Starlink’s new $40 Residential 100 Mbps tier is the company’s most aggressive attempt yet to position satellite broadband as a mainstream alternative for U.S. households. The move resets expectations in a market long dominated by fibre and cable incumbents.
While the new price point does not match fibre on raw performance, it creates a strategic opening in regions where terrestrial deployment is slow, expensive, or grid‑locked by local monopolies.
This article reviews pricing, availability, capacity trends, and competitive implications to understand where Starlink fits and where it doesn’t within the broader broadband market.
Pricing & Speed Landscape
Starlink’s New Structure
Starlink now has three core residential tiers:
- $40/mo — Residential 100 Mbps (capped at 100 Mbps, unlimited data, $0 kit in select regions)
- $80/mo — Residential Lite (80–200 Mbps typical, deprioritized during peak hours)
- $120/mo — Standard Residential (135–305+ Mbps typical)
The $40 tier eliminates Starlink’s historical equipment cost, previously a ~$349+ barrier, making the total cost of ownership competitive with entry-level cable plans.
Terrestrial Comparison
Fibre and cable still deliver far more throughput per dollar:
- AT&T Fiber 1 Gbps: ~$55–$80/mo, symmetrical speeds
- Xfinity Cable 300 Mbps: ~$40–$55/mo
- Spectrum Internet: ~$30 promo / ~$60 standard for 100 Mbps
High-Level Comparison Table
| Provider | Price | Download | Upload | Data Cap |
|---|---|---|---|---|
| Starlink 100 Mbps | $40 | 100 Mbps | 15–35 Mbps | Unlimited |
| Xfinity 300 Mbps | $40–$55 | 300 Mbps | 10–20 Mbps | None |
| AT&T Fiber 300 | $42 | 300 Mbps | 300 Mbps | None |
| AT&T Fiber 1 Gbps | $55–$80 | 940+ Mbps | 940+ Mbps | None |
Key Insight: Price parity exists only at the 100 Mbps level.

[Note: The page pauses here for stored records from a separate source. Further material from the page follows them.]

//! Event log generation
//!
//! Every watched signal is scanned once in time order and each reading is
//! compared with its predecessor. The resulting transitions from all signals
//! are merged newest-first.

use tracing::debug;

use crate::alarm::AlarmCodeResolver;
use crate::metrics::{
    ADDITIONAL_HEAT_PERCENT, ALARM_CODE, BRINE_PUMP_STATUS, COMPRESSOR_STATUS,
    RADIATOR_PUMP_STATUS, SWITCH_VALVE_STATUS,
};
use crate::series::{Point, Series, SeriesBatch};
use crate::types::{EventCategory, EventRecord, Severity};

/// Aux-heat steps larger than this many percentage points are reported
pub const AUX_HEAT_STEP_PERCENT: f64 = 10.0;

/// How a watched signal's transitions are interpreted
#[derive(Debug, Clone, Copy, PartialEq, Eq)]
pub enum SignalKind {
    /// On/off component reported by name
    Switch {
        label: &'static str,
        category: EventCategory,
    },
    AuxHeat,
    HotWaterValve,
    AlarmCode,
}

impl SignalKind {
    /// Kind of a known metric, `None` for metrics the event log ignores
    pub fn for_metric(metric: &str) -> Option<Self> {
        let kind = match metric {
            COMPRESSOR_STATUS => SignalKind::Switch {
                label: "Compressor",
                category: EventCategory::Compressor,
            },
            BRINE_PUMP_STATUS => SignalKind::Switch {
                label: "Brine pump",
                category: EventCategory::BrinePump,
            },
            RADIATOR_PUMP_STATUS => SignalKind::Switch {
                label: "Radiator pump",
                category: EventCategory::RadiatorPump,
            },
            ADDITIONAL_HEAT_PERCENT => SignalKind::AuxHeat,
            SWITCH_VALVE_STATUS => SignalKind::HotWaterValve,
            ALARM_CODE => SignalKind::AlarmCode,
            _ => return None,
        };
        Some(kind)
    }
}

fn event(at: &Point, description: String, severity: Severity, category: EventCategory) -> EventRecord {
    EventRecord {
        time: at.time,
        description,
        severity,
        category,
    }
}

fn transition(
    kind: SignalKind,
    previous: f64,
    current: &Point,
    resolver: &dyn AlarmCodeResolver,
) -> Option<EventRecord> {
    let value = current.value;

    match kind {
        SignalKind::Switch { label, category } => {
            if value > 0.0 && previous == 0.0 {
                Some(event(current, format!("{label} turned ON"), Severity::Info, category))
            } else if value == 0.0 && previous > 0.0 {
                Some(event(current, format!("{label} turned OFF"), Severity::Info, category))
            } else {
                None
            }
        }
        SignalKind::AuxHeat => {
            let percent = value.trunc() as i64;
            if value > 0.0 && previous == 0.0 {
                Some(event(
                    current,
                    format!("Aux heat turned ON ({percent}%)"),
                    Severity::Warning,
                    EventCategory::AuxHeat,
                ))
            } else if value == 0.0 && previous > 0.0 {
                Some(event(
                    current,
                    "Aux heat turned OFF".to_string(),
                    Severity::Info,
                    EventCategory::AuxHeat,
                ))
            } else if value > 0.0 && previous > 0.0 && (value - previous).abs() > AUX_HEAT_STEP_PERCENT {
                Some(event(
                    current,
                    format!("Aux heat changed to {percent}%"),
                    Severity::Warning,
                    EventCategory::AuxHeat,
                ))
            } else {
                None
            }
        }
        SignalKind::HotWaterValve => {
            if value == 1.0 && previous == 0.0 {
                Some(event(
                    current,
                    "Hot water cycle start".to_string(),
                    Severity::Info,
                    EventCategory::HotWater,
                ))
            } else if value == 0.0 && previous == 1.0 {
                Some(event(
                    current,
                    "Hot water cycle stop".to_string(),
                    Severity::Info,
                    EventCategory::HotWater,
                ))
            } else {
                None
            }
        }
        SignalKind::AlarmCode => {
            if value > 0.0 && previous == 0.0 {
                let description = resolver.decode(value.trunc() as i64);
                Some(event(
                    current,
                    format!("Alarm: {description}"),
                    Severity::Danger,
                    EventCategory::Alarm,
                ))
            } else if value == 0.0 && previous > 0.0 {
                Some(event(
                    current,
                    "Alarm cleared".to_string(),
                    Severity::Success,
                    EventCategory::Alarm,
                ))
            } else {
                None
            }
        }
    }
}

/// Transitions of one signal, oldest first
pub fn detect_transitions(
    kind: SignalKind,
    series: &Series,
    resolver: &dyn AlarmCodeResolver,
) -> Vec<EventRecord> {
    series
        .points()
        .windows(2)
        .filter_map(|pair| transition(kind, pair[0].value, &pair[1], resolver))
        .collect()
}

/// Newest `limit` events across every watched signal in `batch`.
///
/// Events sharing a timestamp keep the order of their signals' metric names.
pub fn build_event_log(
    batch: &SeriesBatch,
    resolver: &dyn AlarmCodeResolver,
    limit: usize,
) -> Vec<EventRecord> {
    let mut events = Vec::new();

    for series in batch.iter() {
        let Some(kind) = SignalKind::for_metric(series.metric()) else {
            continue;
        };
        let detected = detect_transitions(kind, series, resolver);
        debug!(
            metric = series.metric(),
            samples = series.len(),
            changes = detected.len(),
            "signal scanned"
        );
        events.extend(detected);
    }

    let total = events.len();
    events.sort_by(|a, b| b.time.cmp(&a.time));
    events.truncate(limit);

    debug!(total, returned = events.len(), "event log built");
    events
}
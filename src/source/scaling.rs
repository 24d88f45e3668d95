//! Register value normalization
//!
//! Most heat-pump registers store temperatures and percentages as fixed-point
//! integers in tenths. Status flags, alarm codes and power are stored as-is.

use serde::{Deserialize, Serialize};
use std::collections::BTreeSet;

use crate::metrics::UNSCALED_METRICS;
use crate::types::Sample;

/// Converts raw register values into physical units
#[derive(Debug, Clone, PartialEq, Serialize, Deserialize)]
#[serde(default)]
pub struct MetricScaling {
    /// Divisor applied to fixed-point metrics
    pub divisor: f64,
    /// Metrics whose raw value is already in physical units
    pub unscaled: BTreeSet<String>,
}

impl Default for MetricScaling {
    fn default() -> Self {
        Self {
            divisor: 10.0,
            unscaled: UNSCALED_METRICS.iter().map(|m| m.to_string()).collect(),
        }
    }
}

impl MetricScaling {
    /// Scaling that leaves every value untouched
    pub fn identity() -> Self {
        Self {
            divisor: 1.0,
            unscaled: BTreeSet::new(),
        }
    }

    pub fn is_scaled(&self, metric: &str) -> bool {
        !self.unscaled.contains(metric)
    }

    pub fn scale(&self, metric: &str, raw: f64) -> f64 {
        if self.is_scaled(metric) && self.divisor != 0.0 {
            raw / self.divisor
        } else {
            raw
        }
    }

    pub fn apply(&self, mut sample: Sample) -> Sample {
        sample.value = self.scale(&sample.metric, sample.value);
        sample
    }
}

Fibre remains unmatched in performance, especially on uploads.
Strategic Context
The $40 tier is not designed to undercut fibre head‑on. It serves three functions:
- Monetizes unused satellite capacity in low‑demand regions.
- Meets the 100/20 Mbps eligibility benchmark for federal BEAD broadband subsidies, which define 100/20 Mbps and sub-100 ms latency as the minimum performance floor for funded projects.
- Expands Starlink’s marketing anchor (“plans start at $40”) while offering higher tiers in congested areas.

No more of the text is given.